1.5. Releases And Distributions

Official Wireshark releases can be found at https://www.wireshark.org/download.html. Minor releases typically happen every six weeks and typically include bug fixes and security updates. Major releases happen about once a year and include new features and new protocol support. Official releases include binary packages for Windows and macOS along with source code.

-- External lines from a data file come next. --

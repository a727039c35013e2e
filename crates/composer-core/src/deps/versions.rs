//! Pinned dependency versions.
//!
//! Looking versions up here instead of asking the npm registry keeps every
//! generated project reproducible.

use crate::error::{ComposeError, Result};

/// `next-auth` release required when Auth.js is selected
pub const NEXT_AUTH_BETA: &str = "^5.0.0-beta.3";

pub const DEPENDENCY_VERSIONS: &[(&str, &str)] = &[
    // NextAuth.js
    ("next-auth", "^4.24.5"),
    ("@next-auth/prisma-adapter", "^1.0.7"),
    // Auth.js
    ("@auth/core", "^0.18.3"),
    ("@auth/prisma-adapter", "^1.0.7"),
    // shadcn/ui
    ("clsx", "^2.0.0"),
    ("tailwind-merge", "^2.0.0"),
    ("tailwindcss-animate", "^1.0.7"),
    ("@radix-ui/react-icons", "^1.3.0"),
    ("class-variance-authority", "^0.7.0"),
    // Prisma
    ("prisma", "^5.6.0"),
    ("@prisma/client", "^5.6.0"),
    // Tailwind CSS
    ("tailwindcss", "^3.3.5"),
    ("autoprefixer", "^10.4.14"),
    ("postcss", "^8.4.31"),
    ("prettier", "^3.1.0"),
    ("prettier-plugin-tailwindcss", "^0.5.7"),
];

/// Strict lookup; unknown identifiers are an internal defect
pub fn pinned_version(name: &str) -> Result<&'static str> {
    DEPENDENCY_VERSIONS
        .iter()
        .find(|(dep, _)| *dep == name)
        .map(|(_, version)| *version)
        .ok_or_else(|| ComposeError::UnknownDependency {
            name: name.to_string(),
        })
}

#[cfg(test)]
mod tests {
    use super::*;
    use std::collections::HashSet;

    #[test]
    fn test_known_dependency() {
        assert_eq!(pinned_version("prisma").unwrap(), "^5.6.0");
    }

    #[test]
    fn test_unknown_dependency_is_error() {
        let err = pinned_version("left-pad").unwrap_err();
        assert!(matches!(err, ComposeError::UnknownDependency { name } if name == "left-pad"));
    }

    #[test]
    fn test_table_has_no_duplicate_identifiers() {
        let unique: HashSet<_> = DEPENDENCY_VERSIONS.iter().map(|(name, _)| name).collect();
        assert_eq!(unique.len(), DEPENDENCY_VERSIONS.len());
    }
}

1.5.1. Binary Distributions

The Wireshark development team would like to make it as easy as possible for people to obtain and use Wireshark. This means that we need to support the software installation systems that different operating systems provide. We currently offer the following types of precompiled packages as part of each official release:

  • Windows .exe installer. This is an executable file that installs Wireshark, and optionally Npcap and USBPcap, created using NSIS. It is the most popular installation method on Windows.
  • Windows PortableApps .paf.exe file. This is a self-contained package that can be run from anywere, either standalone or under the PortableApps.com Platform.
  • Windows .msi installer. This installs Wireshark using Microsoft’s Installer Database, created using the WiX toolset. It does not yet include Npcap or USBPcap and is somewhat experimental.
  • macOS .dmg. This is a disk image which includes a drag-installable Wireshark application bundle along with utility packages for installing ChmodBPF and adding Wireshark to your PATH environment variable.

Most Linux and UNIX distributions have their own packaging systems which usually include Wireshark. The Wireshark sources include support for creating the following types of packages:

  • Debian .deb files. Packaging assets can be found in the debian directory in the Wireshark sources.
  • Red Hat .rpm files. Packaging assets can be found in the packaging/rpm directory in the Wireshark sources.

You can also create your own binary packages. See Section 3.11, “Binary Packaging” for details.

1.5.2. The Source Code Distribution

Wireshark is and will always be open source. You’re welcome to download a source tarball, build it, and modify it under the terms of the GPLv2. However, it’s usually much easier to use a binary package if you want to get up and running quickly in a production environment.

Source tarballs are commonly used for building the binary packages for UNIX and UNIX-like platforms. However, if you are going to modify the Wireshark sources, e.g. to contribute changes back or to develop an in-house version of Wireshark we recommend that you use the latest Git sources. For details about the different ways to get the Wireshark source code see Section 3.4, “Obtaining The Wireshark Sources”.

Before building Wireshark from a source distribution, make sure you have all the tools and libraries required to build. Later chapters describe the required tools and libraries in detail.